▸ **EXERCISE**: Repeat all entries exactly.
————————
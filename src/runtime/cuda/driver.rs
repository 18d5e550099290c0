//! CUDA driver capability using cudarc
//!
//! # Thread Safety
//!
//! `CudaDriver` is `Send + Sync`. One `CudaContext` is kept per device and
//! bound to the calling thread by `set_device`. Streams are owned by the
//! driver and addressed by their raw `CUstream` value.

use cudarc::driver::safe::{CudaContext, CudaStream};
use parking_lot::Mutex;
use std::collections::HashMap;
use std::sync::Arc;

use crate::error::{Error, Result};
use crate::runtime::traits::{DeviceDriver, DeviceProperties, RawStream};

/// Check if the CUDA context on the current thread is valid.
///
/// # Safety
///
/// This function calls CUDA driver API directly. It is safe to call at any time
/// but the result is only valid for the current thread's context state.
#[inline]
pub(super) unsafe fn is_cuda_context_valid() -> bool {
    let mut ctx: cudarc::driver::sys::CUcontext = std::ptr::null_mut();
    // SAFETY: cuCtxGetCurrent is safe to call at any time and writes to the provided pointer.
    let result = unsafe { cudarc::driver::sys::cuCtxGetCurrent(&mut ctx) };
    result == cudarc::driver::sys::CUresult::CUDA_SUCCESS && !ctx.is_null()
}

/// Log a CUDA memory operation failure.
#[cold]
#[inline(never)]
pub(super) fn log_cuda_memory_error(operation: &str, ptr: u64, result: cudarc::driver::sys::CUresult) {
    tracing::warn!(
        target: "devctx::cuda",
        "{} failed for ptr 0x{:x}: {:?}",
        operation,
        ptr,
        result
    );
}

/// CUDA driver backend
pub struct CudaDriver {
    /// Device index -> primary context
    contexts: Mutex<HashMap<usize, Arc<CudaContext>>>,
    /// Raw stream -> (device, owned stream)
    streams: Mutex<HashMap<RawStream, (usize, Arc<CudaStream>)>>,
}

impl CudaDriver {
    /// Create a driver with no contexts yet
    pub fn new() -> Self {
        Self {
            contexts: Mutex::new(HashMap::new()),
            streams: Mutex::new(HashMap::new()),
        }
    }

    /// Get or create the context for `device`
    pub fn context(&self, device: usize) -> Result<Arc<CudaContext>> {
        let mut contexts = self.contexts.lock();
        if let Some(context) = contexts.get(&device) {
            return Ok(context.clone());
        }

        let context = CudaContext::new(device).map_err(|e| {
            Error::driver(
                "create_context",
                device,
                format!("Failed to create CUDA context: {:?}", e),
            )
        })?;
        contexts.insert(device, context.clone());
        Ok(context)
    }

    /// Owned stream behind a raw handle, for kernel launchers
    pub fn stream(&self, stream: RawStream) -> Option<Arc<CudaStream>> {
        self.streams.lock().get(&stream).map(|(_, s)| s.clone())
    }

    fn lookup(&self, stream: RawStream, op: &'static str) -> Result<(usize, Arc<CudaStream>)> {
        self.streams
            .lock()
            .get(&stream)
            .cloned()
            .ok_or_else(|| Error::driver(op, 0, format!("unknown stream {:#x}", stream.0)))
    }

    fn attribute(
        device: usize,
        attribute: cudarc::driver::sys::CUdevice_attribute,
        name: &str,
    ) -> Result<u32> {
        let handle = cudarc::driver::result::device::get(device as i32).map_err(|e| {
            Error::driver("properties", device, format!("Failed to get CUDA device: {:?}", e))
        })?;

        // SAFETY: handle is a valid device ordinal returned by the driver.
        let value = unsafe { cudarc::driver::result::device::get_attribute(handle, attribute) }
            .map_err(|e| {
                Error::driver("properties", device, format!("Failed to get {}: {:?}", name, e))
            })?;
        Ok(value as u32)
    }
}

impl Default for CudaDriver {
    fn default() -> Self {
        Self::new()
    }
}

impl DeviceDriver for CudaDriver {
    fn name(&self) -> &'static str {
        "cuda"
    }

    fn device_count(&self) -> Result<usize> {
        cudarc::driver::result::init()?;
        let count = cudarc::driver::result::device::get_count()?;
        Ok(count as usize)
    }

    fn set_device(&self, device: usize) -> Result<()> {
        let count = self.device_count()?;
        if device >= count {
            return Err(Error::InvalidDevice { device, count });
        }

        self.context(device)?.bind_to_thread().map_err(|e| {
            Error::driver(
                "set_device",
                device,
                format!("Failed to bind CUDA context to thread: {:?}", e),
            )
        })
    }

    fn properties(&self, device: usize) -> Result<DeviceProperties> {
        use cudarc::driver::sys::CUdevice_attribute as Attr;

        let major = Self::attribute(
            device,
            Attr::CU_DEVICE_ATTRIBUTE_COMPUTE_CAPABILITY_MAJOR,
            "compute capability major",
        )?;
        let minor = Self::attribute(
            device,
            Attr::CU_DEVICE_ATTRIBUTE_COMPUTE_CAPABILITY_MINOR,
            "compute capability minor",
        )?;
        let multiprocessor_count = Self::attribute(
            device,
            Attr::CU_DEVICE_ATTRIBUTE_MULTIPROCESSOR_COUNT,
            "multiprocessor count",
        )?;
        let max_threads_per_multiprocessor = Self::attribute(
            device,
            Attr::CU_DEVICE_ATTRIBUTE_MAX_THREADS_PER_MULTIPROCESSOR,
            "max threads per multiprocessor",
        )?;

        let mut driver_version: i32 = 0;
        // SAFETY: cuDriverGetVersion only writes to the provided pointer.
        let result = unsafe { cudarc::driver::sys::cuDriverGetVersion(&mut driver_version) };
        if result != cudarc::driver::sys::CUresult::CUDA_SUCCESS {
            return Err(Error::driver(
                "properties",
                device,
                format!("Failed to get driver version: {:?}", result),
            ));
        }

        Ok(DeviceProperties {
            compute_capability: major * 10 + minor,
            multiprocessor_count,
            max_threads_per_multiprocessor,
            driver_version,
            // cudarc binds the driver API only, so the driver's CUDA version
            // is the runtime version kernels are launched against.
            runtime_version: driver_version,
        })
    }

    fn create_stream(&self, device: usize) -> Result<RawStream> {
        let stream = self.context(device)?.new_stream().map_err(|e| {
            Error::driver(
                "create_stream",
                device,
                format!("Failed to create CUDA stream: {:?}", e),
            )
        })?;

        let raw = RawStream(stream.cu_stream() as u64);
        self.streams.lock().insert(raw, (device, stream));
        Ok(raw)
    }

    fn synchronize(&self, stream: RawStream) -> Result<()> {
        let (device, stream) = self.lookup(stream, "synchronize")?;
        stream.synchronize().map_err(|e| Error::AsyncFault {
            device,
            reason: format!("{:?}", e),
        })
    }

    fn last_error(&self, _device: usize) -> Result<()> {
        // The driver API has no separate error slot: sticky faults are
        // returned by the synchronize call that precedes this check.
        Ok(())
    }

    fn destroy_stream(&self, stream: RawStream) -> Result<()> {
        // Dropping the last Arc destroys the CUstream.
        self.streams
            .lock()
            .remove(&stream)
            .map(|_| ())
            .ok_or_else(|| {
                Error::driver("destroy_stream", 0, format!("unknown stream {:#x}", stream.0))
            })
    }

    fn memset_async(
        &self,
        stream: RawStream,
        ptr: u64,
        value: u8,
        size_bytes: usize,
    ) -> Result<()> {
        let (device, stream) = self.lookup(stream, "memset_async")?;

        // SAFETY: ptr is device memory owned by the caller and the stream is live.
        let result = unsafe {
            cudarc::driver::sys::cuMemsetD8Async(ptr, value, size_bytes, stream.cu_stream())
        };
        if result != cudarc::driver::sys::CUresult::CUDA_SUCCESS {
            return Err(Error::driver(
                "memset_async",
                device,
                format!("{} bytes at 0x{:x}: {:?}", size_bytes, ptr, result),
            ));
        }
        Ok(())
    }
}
————————
▸ **REPLY TO THE EXERCISE**:
filename src/runtime/cuda/driver.rs
repository 18d5e550099290c0
//! CUDA driver capability using cudarc
//!
//! # Thread Safety
//!
//! `CudaDriver` is `Send + Sync`. One `CudaContext` is kept per device and
//! bound to the calling thread by `set_device`. Streams are owned by the
//! driver and addressed by their raw `CUstream` value.

use cudarc::driver::safe::{CudaContext, CudaStream};
use parking_lot::Mutex;
use std::collections::HashMap;
use std::sync::Arc;

use crate::error::{Error, Result};
use crate::runtime::traits::{DeviceDriver, DeviceProperties, RawStream};

/// Check if the CUDA context on the current thread is valid.
///
/// # Safety
///
/// This function calls CUDA driver API directly. It is safe to call at any time
/// but the result is only valid for the current thread's context state.
#[inline]
pub(super) unsafe fn is_cuda_context_valid() -> bool {
    let mut ctx: cudarc::driver::sys::CUcontext = std::ptr::null_mut();
    // SAFETY: cuCtxGetCurrent is safe to call at any time and writes to the provided pointer.
    let result = unsafe { cudarc::driver::sys::cuCtxGetCurrent(&mut ctx) };
    result == cudarc::driver::sys::CUresult::CUDA_SUCCESS && !ctx.is_null()
}

/// Log a CUDA memory operation failure.
#[cold]
#[inline(never)]
pub(super) fn log_cuda_memory_error(operation: &str, ptr: u64, result: cudarc::driver::sys::CUresult) {
    tracing::warn!(
        target: "devctx::cuda",
        "{} failed for ptr 0x{:x}: {:?}",
        operation,
        ptr,
        result
    );
}

/// CUDA driver backend
pub struct CudaDriver {
    /// Device index -> primary context
    contexts: Mutex<HashMap<usize, Arc<CudaContext>>>,
    /// Raw stream -> (device, owned stream)
    streams: Mutex<HashMap<RawStream, (usize, Arc<CudaStream>)>>,
}

impl CudaDriver {
    /// Create a driver with no contexts yet
    pub fn new() -> Self {
        Self {
            contexts: Mutex::new(HashMap::new()),
            streams: Mutex::new(HashMap::new()),
        }
    }

    /// Get or create the context for `device`
    pub fn context(&self, device: usize) -> Result<Arc<CudaContext>> {
        let mut contexts = self.contexts.lock();
        if let Some(context) = contexts.get(&device) {
            return Ok(context.clone());
        }

        let context = CudaContext::new(device).map_err(|e| {
            Error::driver(
                "create_context",
                device,
                format!("Failed to create CUDA context: {:?}", e),
            )
        })?;
        contexts.insert(device, context.clone());
        Ok(context)
    }

    /// Owned stream behind a raw handle, for kernel launchers
    pub fn stream(&self, stream: RawStream) -> Option<Arc<CudaStream>> {
        self.streams.lock().get(&stream).map(|(_, s)| s.clone())
    }

    fn lookup(&self, stream: RawStream, op: &'static str) -> Result<(usize, Arc<CudaStream>)> {
        self.streams
            .lock()
            .get(&stream)
            .cloned()
            .ok_or_else(|| Error::driver(op, 0, format!("unknown stream {:#x}", stream.0)))
    }

    fn attribute(
        device: usize,
        attribute: cudarc::driver::sys::CUdevice_attribute,
        name: &str,
    ) -> Result<u32> {
        let handle = cudarc::driver::result::device::get(device as i32).map_err(|e| {
            Error::driver("properties", device, format!("Failed to get CUDA device: {:?}", e))
        })?;

        // SAFETY: handle is a valid device ordinal returned by the driver.
        let value = unsafe { cudarc::driver::result::device::get_attribute(handle, attribute) }
            .map_err(|e| {
                Error::driver("properties", device, format!("Failed to get {}: {:?}", name, e))
            })?;
        Ok(value as u32)
    }
}

impl Default for CudaDriver {
    fn default() -> Self {
        Self::new()
    }
}

impl DeviceDriver for CudaDriver {
    fn name(&self) -> &'static str {
        "cuda"
    }

    fn device_count(&self) -> Result<usize> {
        cudarc::driver::result::init()?;
        let count = cudarc::driver::result::device::get_count()?;
        Ok(count as usize)
    }

    fn set_device(&self, device: usize) -> Result<()> {
        let count = self.device_count()?;
        if device >= count {
            return Err(Error::InvalidDevice { device, count });
        }

        self.context(device)?.bind_to_thread().map_err(|e| {
            Error::driver(
                "set_device",
                device,
                format!("Failed to bind CUDA context to thread: {:?}", e),
            )
        })
    }

    fn properties(&self, device: usize) -> Result<DeviceProperties> {
        use cudarc::driver::sys::CUdevice_attribute as Attr;

        let major = Self::attribute(
            device,
            Attr::CU_DEVICE_ATTRIBUTE_COMPUTE_CAPABILITY_MAJOR,
            "compute capability major",
        )?;
        let minor = Self::attribute(
            device,
            Attr::CU_DEVICE_ATTRIBUTE_COMPUTE_CAPABILITY_MINOR,
            "compute capability minor",
        )?;
        let multiprocessor_count = Self::attribute(
            device,
            Attr::CU_DEVICE_ATTRIBUTE_MULTIPROCESSOR_COUNT,
            "multiprocessor count",
        )?;
        let max_threads_per_multiprocessor = Self::attribute(
            device,
            Attr::CU_DEVICE_ATTRIBUTE_MAX_THREADS_PER_MULTIPROCESSOR,
            "max threads per multiprocessor",
        )?;

        let mut driver_version: i32 = 0;
        // SAFETY: cuDriverGetVersion only writes to the provided pointer.
        let result = unsafe { cudarc::driver::sys::cuDriverGetVersion(&mut driver_version) };
        if result != cudarc::driver::sys::CUresult::CUDA_SUCCESS {
            return Err(Error::driver(
                "properties",
                device,
                format!("Failed to get driver version: {:?}", result),
            ));
        }

        Ok(DeviceProperties {
            compute_capability: major * 10 + minor,
            multiprocessor_count,
            max_threads_per_multiprocessor,
            driver_version,
            // cudarc binds the driver API only, so the driver's CUDA version
            // is the runtime version kernels are launched against.
            runtime_version: driver_version,
        })
    }

    fn create_stream(&self, device: usize) -> Result<RawStream> {
        let stream = self.context(device)?.new_stream().map_err(|e| {
            Error::driver(
                "create_stream",
                device,
                format!("Failed to create CUDA stream: {:?}", e),
            )
        })?;

        let raw = RawStream(stream.cu_stream() as u64);
        self.streams.lock().insert(raw, (device, stream));
        Ok(raw)
    }

    fn synchronize(&self, stream: RawStream) -> Result<()> {
        let (device, stream) = self.lookup(stream, "synchronize")?;
        stream.synchronize().map_err(|e| Error::AsyncFault {
            device,
            reason: format!("{:?}", e),
        })
    }

    fn last_error(&self, _device: usize) -> Result<()> {
        // The driver API has no separate error slot: sticky faults are
        // returned by the synchronize call that precedes this check.
        Ok(())
    }

    fn destroy_stream(&self, stream: RawStream) -> Result<()> {
        // Dropping the last Arc destroys the CUstream.
        self.streams
            .lock()
            .remove(&stream)
            .map(|_| ())
            .ok_or_else(|| {
                Error::driver("destroy_stream", 0, format!("unknown stream {:#x}", stream.0))
            })
    }

    fn memset_async(
        &self,
        stream: RawStream,
        ptr: u64,
        value: u8,
        size_bytes: usize,
    ) -> Result<()> {
        let (device, stream) = self.lookup(stream, "memset_async")?;

        // SAFETY: ptr is device memory owned by the caller and the stream is live.
        let result = unsafe {
            cudarc::driver::sys::cuMemsetD8Async(ptr, value, size_bytes, stream.cu_stream())
        };
        if result != cudarc::driver::sys::CUresult::CUDA_SUCCESS {
            return Err(Error::driver(
                "memset_async",
                device,
                format!("{} bytes at 0x{:x}: {:?}", size_bytes, ptr, result),
            ));
        }
        Ok(())
    }
}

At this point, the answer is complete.